# Serenader guitars



## GuitarT (Nov 23, 2010)

My father owned a music store in downtown Kitchener in the early 1940's. I have a pic of it and it looks like they sold a brand of guitars called "Serenader". Anyone heard of these?


----------



## Ship of fools (Nov 17, 2007)

They were made by ther Regal family of guitars, I have a link to one from the Martin form site. http://theunofficialmartinguitarforum.yuku.com/topic/92500
Haven't seen one for some time they don't come up very often.ship


----------



## Intrepid (Oct 9, 2008)

That is one cool photo. Really like the display and the spoked wheels on the car in the lower left. A simpler time.


GuitarT said:


> My father owned a music store in downtown Kitchener in the early 1940's.
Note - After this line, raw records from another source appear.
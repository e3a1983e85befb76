//! Position types and position-unit helpers
//!
//! Units stored on the ledger are VIRTUAL units. The claim per unit of current
//! supply (the REAL unit) is `virtual * positionMultiplier / 10^18`.

use alloy_primitives::{Address, Bytes, I256, U256};
use serde::Serialize;
use std::collections::HashMap;

use super::address_set::AddressSet;
use crate::error::{MatrixError, MatrixResult};
use crate::math::PreciseUnitMath;

// ============================================
// TYPES
// ============================================

/// Whether a flattened position is the pro-rata claim or module-attributed
#[derive(Debug, Clone, Copy, PartialEq, Eq, Serialize)]
pub enum PositionState {
    Default,
    External,
}

impl std::fmt::Display for PositionState {
    fn fmt(&self, f: &mut std::fmt::Formatter<'_>) -> std::fmt::Result {
        match self {
            PositionState::Default => write!(f, "default"),
            PositionState::External => write!(f, "external"),
        }
    }
}

/// Flattened view of one position, in REAL units
#[derive(Debug, Clone, PartialEq, Eq, Serialize)]
pub struct Position {
    pub component: Address,
    /// `Address::ZERO` for default positions
    pub module: Address,
    pub unit: I256,
    pub state: PositionState,
    pub data: Bytes,
}

/// Module-attributed claim on a component
#[derive(Debug, Clone, Default, PartialEq, Eq)]
pub struct ExternalPosition {
    pub virtual_unit: I256,
    pub data: Bytes,
}

/// Everything the ledger tracks for one component
#[derive(Debug, Clone, Default, PartialEq, Eq)]
pub struct ComponentPosition {
    pub virtual_unit: I256,
    pub external_modules: AddressSet,
    pub external_positions: HashMap<Address, ExternalPosition>,
}

impl ComponentPosition {
    pub fn has_external_positions(&self) -> bool {
        !self.external_modules.is_empty()
    }

    /// Nothing left to track; the component must be pruned
    pub fn is_empty(&self) -> bool {
        self.virtual_unit.is_zero() && !self.has_external_positions()
    }

    pub fn external_virtual_unit(&self, module: &Address) -> I256 {
        self.external_positions
            .get(module)
            .map(|p| p.virtual_unit)
            .unwrap_or(I256::ZERO)
    }
}

// ============================================
// POSITION MATH
// ============================================

/// Total notional held for a default unit: supply * unit / 10^18
pub fn get_default_total_notional(total_supply: U256, position_unit: U256) -> MatrixResult<U256> {
    Ok(total_supply.precise_mul(position_unit)?)
}

/// New default real unit after a component balance changed outside of
/// position edits.
///
/// Any amount held above `pre_position_unit * supply` before the action
/// (airdrops, direct transfers) is excluded from the new unit:
/// `(post - (pre - unit * supply)) / supply`.
///
/// When the balance did not move the existing unit is returned untouched, so
/// repeated calls against an unchanged balance are idempotent.
pub fn calculate_default_edit_position_unit(
    total_supply: U256,
    pre_total_notional: U256,
    post_total_notional: U256,
    pre_position_unit: U256,
) -> MatrixResult<U256> {
    if post_total_notional == pre_total_notional {
        return Ok(pre_position_unit);
    }
    if total_supply.is_zero() {
        return Err(MatrixError::invalid("cannot resize positions of a zero-supply token"));
    }

    let tracked = pre_position_unit.precise_mul(total_supply)?;
    let untracked = pre_total_notional.checked_sub(tracked).ok_or_else(|| {
        MatrixError::invalid("tracked notional exceeds the pre-action balance")
    })?;
    let post_tracked = post_total_notional.checked_sub(untracked).ok_or_else(|| {
        MatrixError::invalid("post-action balance is below the untracked amount")
    })?;

    Ok(post_tracked.precise_div(total_supply)?)
}

#[cfg(test)]
mod tests {
    use super::*;
    use crate::error::ErrorKind;
    use crate::math::PRECISE_UNIT;

    fn e18(n: u64) -> U256 {
        U256::from(n) * PRECISE_UNIT
    }

    #[test]
    fn test_default_total_notional() {
        // 10 tokens outstanding at 2.5 per token
        let unit = U256::from(2_500_000_000_000_000_000u64);
        assert_eq!(get_default_total_notional(e18(10), unit).unwrap(), e18(25));
    }

    #[test]
    fn test_edit_unit_excludes_airdrop() {
        // supply 10, unit 1 -> 10 tracked; 2 airdropped; trade sells 5
        let supply = e18(10);
        let unit = e18(1);
        let new_unit = calculate_default_edit_position_unit(supply, e18(12), e18(7), unit).unwrap();
        assert_eq!(new_unit, U256::from(500_000_000_000_000_000u64));
    }

    #[test]
    fn test_edit_unit_is_idempotent_on_unchanged_balance() {
        let supply = U256::from(3);
        let unit = U256::from(333_333_333_333_333_333u64);
        let first = calculate_default_edit_position_unit(supply, e18(1), e18(1), unit).unwrap();
        let second = calculate_default_edit_position_unit(supply, e18(1), e18(1), first).unwrap();
        assert_eq!(first, unit);
        assert_eq!(second, first);
    }

    #[test]
    fn test_edit_unit_rejects_inconsistent_balances() {
        let err = calculate_default_edit_position_unit(e18(10), e18(5), e18(6), e18(1)).unwrap_err();
        assert_eq!(err.kind(), ErrorKind::InvalidParameter);
    }

    #[test]
    fn test_component_position_emptiness() {
        let mut position = ComponentPosition::default();
        assert!(position.is_empty());

        position.external_modules.insert(Address::with_last_byte(9));
        assert!(!position.is_empty());
        assert_eq!(position.external_virtual_unit(&Address::with_last_byte(9)), I256::ZERO);
    }
}
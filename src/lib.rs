//! Matrix - position accounting for tokenized basket tokens
//!
//! A basket ("Matrix") token is backed by a weighted set of component
//! positions. This crate carries the accounting engine underneath it:
//!
//! - `math`: 18-decimal fixed-point arithmetic, checked end to end
//! - `ledger`: per-token positions, the position multiplier, supply
//! - `modules`: streaming fees, direct issuance, NAV issuance
//! - `external`: authorization, valuation and balance boundaries
//! - `scenario`: scripted lifecycles for the `matrix` binary

pub mod config;
pub mod error;
pub mod external;
pub mod ledger;
pub mod math;
pub mod modules;
pub mod scenario;

pub use error::{ArithmeticError, ErrorKind, MatrixError, MatrixResult};
pub use ledger::{MatrixStore, MatrixToken};
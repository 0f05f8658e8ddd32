use dialoguer::{Confirm, Input, Select};
use std::io;
use std::path::{Path, PathBuf};
use crate::action::cli::report_logs;
use crate::config::ports::{ConfigPort, ToolkitConfig};
use crate::facade::conversion_facade::ConversionFacade;
use crate::facade::traits::i_conversion::ConversionFacadeTrait;
use crate::models::conversion::{validate_entry_point, ConversionRequest, ConversionResult, DEFAULT_ENTRY_POINT};
use crate::models::shader::ShaderKind;
use crate::service::config_service::{ConfigService, DefaultConfigAdapter};
use crate::service::executor::ShellExecutor;
use crate::utils::utils::{default_output_path, save_metal_shader, setup_logging, ProgressManager};

pub fn process_interactive_mode() -> io::Result<String> {
    setup_logging("warn")?;
    println!("=== GLSL to Metal converter ===");
    let use_default_config = get_default_config_option()?;
    let config_port: Box<dyn ConfigPort> = if use_default_config {
        Box::new(DefaultConfigAdapter::new())
    } else {
        Box::new(InteractiveConfigAdapter::new())
    };
    let config = ConfigService::new(config_port).get_config()?;

    let input = get_input_path()?;
    let input_path = Path::new(&input);
    let kind = get_shader_kind(ShaderKind::from_path(input_path))?;
    let old_entry = get_entry_point("Old entry point name", Some(DEFAULT_ENTRY_POINT))?;
    let new_entry = get_entry_point("New entry point name", None)?;
    let request = ConversionRequest::with_entry_points(input_path, kind, &old_entry, &new_entry)?;

    let executor = ShellExecutor::new(&config);
    let no_progress = config.no_progress;
    let facade: Box<dyn ConversionFacadeTrait> = Box::new(ConversionFacade::with_config(config, Box::new(executor)));
    let progress = ProgressManager::new(&format!("Converting {}", input), no_progress);
    let result = facade.convert(&request);
    progress.finish(result.is_success());

    match result {
        ConversionResult::Success { code, logs } => {
            println!("--- Logs ---\n{}", logs.trim_end());
            println!("--- Metal ---\n{}", code);
            if !get_save_option()? {
                return Ok("not saved".to_string());
            }
            let destination = get_output_path(input_path)?;
            let saved = save_metal_shader(&code, &destination)?;
            Ok(saved.display().to_string())
        }
        ConversionResult::Failure { error, logs } => {
            report_logs(&logs);
            Err(error.into())
        }
    }
}

pub fn get_default_config_option() -> io::Result<bool> {
    Confirm::new()
        .with_prompt("Use the default toolkit configuration? (docker, shader_converter_toolkit, /src)")
        .default(true)
        .interact()
        .map_err(|e| io::Error::new(io::ErrorKind::Other, format!("configuration choice failed: {}", e)))
}

pub fn get_input_path() -> io::Result<String> {
    Input::new()
        .with_prompt("GLSL shader file (e.g. ./triangle.frag)")
        .validate_with(|input: &String| -> Result<(), String> {
            if Path::new(input).is_file() { Ok(()) } else { Err(format!("'{}' is not a file", input)) }
        })
        .interact_text()
        .map_err(|e| io::Error::new(io::ErrorKind::Other, e.to_string()))
}

pub fn get_shader_kind(guess: Option<ShaderKind>) -> io::Result<ShaderKind> {
    let items: Vec<&str> = ShaderKind::ALL.iter().map(|k| k.display_name()).collect();
    let default = ShaderKind::ALL
        .iter()
        .position(|k| Some(*k) == guess)
        .unwrap_or(1);
    let index = Select::new()
        .with_prompt("Shader stage")
        .items(&items)
        .default(default)
        .interact()
        .map_err(|e| io::Error::new(io::ErrorKind::Other, format!("stage selection failed: {}", e)))?;
    Ok(ShaderKind::ALL[index])
}

pub fn get_entry_point(prompt: &str, default: Option<&str>) -> io::Result<String> {
    let mut input = Input::<String>::new().with_prompt(prompt);
    if let Some(default) = default {
        input = input.default(default.to_string());
    }
    input
        .validate_with(|name: &String| -> Result<(), String> {
            validate_entry_point(name.trim()).map_err(|e| e.to_string())
        })
        .interact_text()
        .map_err(|e| io::Error::new(io::ErrorKind::Other, e.to_string()))
}

pub fn get_save_option() -> io::Result<bool> {
    Confirm::new()
        .with_prompt("Save the Metal shader?")
        .default(true)
        .interact()
        .map_err(|e| io::Error::new(io::ErrorKind::Other, format!("save choice failed: {}", e)))
}

pub fn get_output_path(input: &Path) -> io::Result<PathBuf> {
    let suggested = default_output_path(input).display().to_string();
    Input::<String>::new()
        .with_prompt("Save as")
        .default(suggested)
        .interact_text()
        .map(PathBuf::from)
        .map_err(|e| io::Error::new(io::ErrorKind::Other, e.to_string()))
}

pub fn get_strict_exit_option() -> io::Result<bool> {
    Confirm::new()
        .with_prompt("Fail a stage on a non-zero exit status even when it prints no errors?")
        .default(false)
        .interact()
        .map_err(|e| io::Error::new(io::ErrorKind::Other, format!("exit policy choice failed: {}", e)))
}

// Interactive configuration adapter
pub struct InteractiveConfigAdapter;

impl InteractiveConfigAdapter {
    pub fn new() -> Self {
        InteractiveConfigAdapter
    }
}

impl ConfigPort for InteractiveConfigAdapter {
    fn get_config(&self) -> io::Result<ToolkitConfig> {
        let defaults = ToolkitConfig::default();
        let runtime_binary = prompt_with_default("Container runtime", &defaults.runtime_binary)?;
        let image_name = prompt_with_default("Toolkit image", &defaults.image_name)?;
        let mount_point = prompt_with_default("Container mount point", &defaults.mount_point)?;
        let strict_exit_status = get_strict_exit_option()?;
        Ok(ToolkitConfig {
            runtime_binary,
            image_name,
            mount_point,
            strict_exit_status,
            ..defaults
        })
    }
}

fn prompt_with_default(prompt: &str, default: &str) -> io::Result<String> {
    Input::<String>::new()
        .with_prompt(prompt)
        .default(default.to_string())
        .interact_text()
        .map_err(|e| io::Error::new(io::ErrorKind::Other, e.to_string()))
}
I have a pic of it and it looks like they sold a brand of guitars called "Serenader". Anyone heard of these?


----------



## Stephen W. (Jun 7, 2006)

A quick Google search revealed that Serenader was a brand from B&J New 
York (Buegeleisen and Jacobson) distributors who started business around 1897 in 
New York city.

Both Kay and Harmony are known to have made guitars for 
B&J. B&J also imported instruments from overseas 
like "España" branded classical guitars which were made by Hagström. 

What is unclear at this point is whether Serenader was a B&J 
brand name made for them or if it was one of the dozens of 
companies whose instruments they distributed.

Like Dyer & Son of Chicago who had the Larson Bros. build 
guitars under the Dyer name but also distributed Larson Bros. guitars.


----------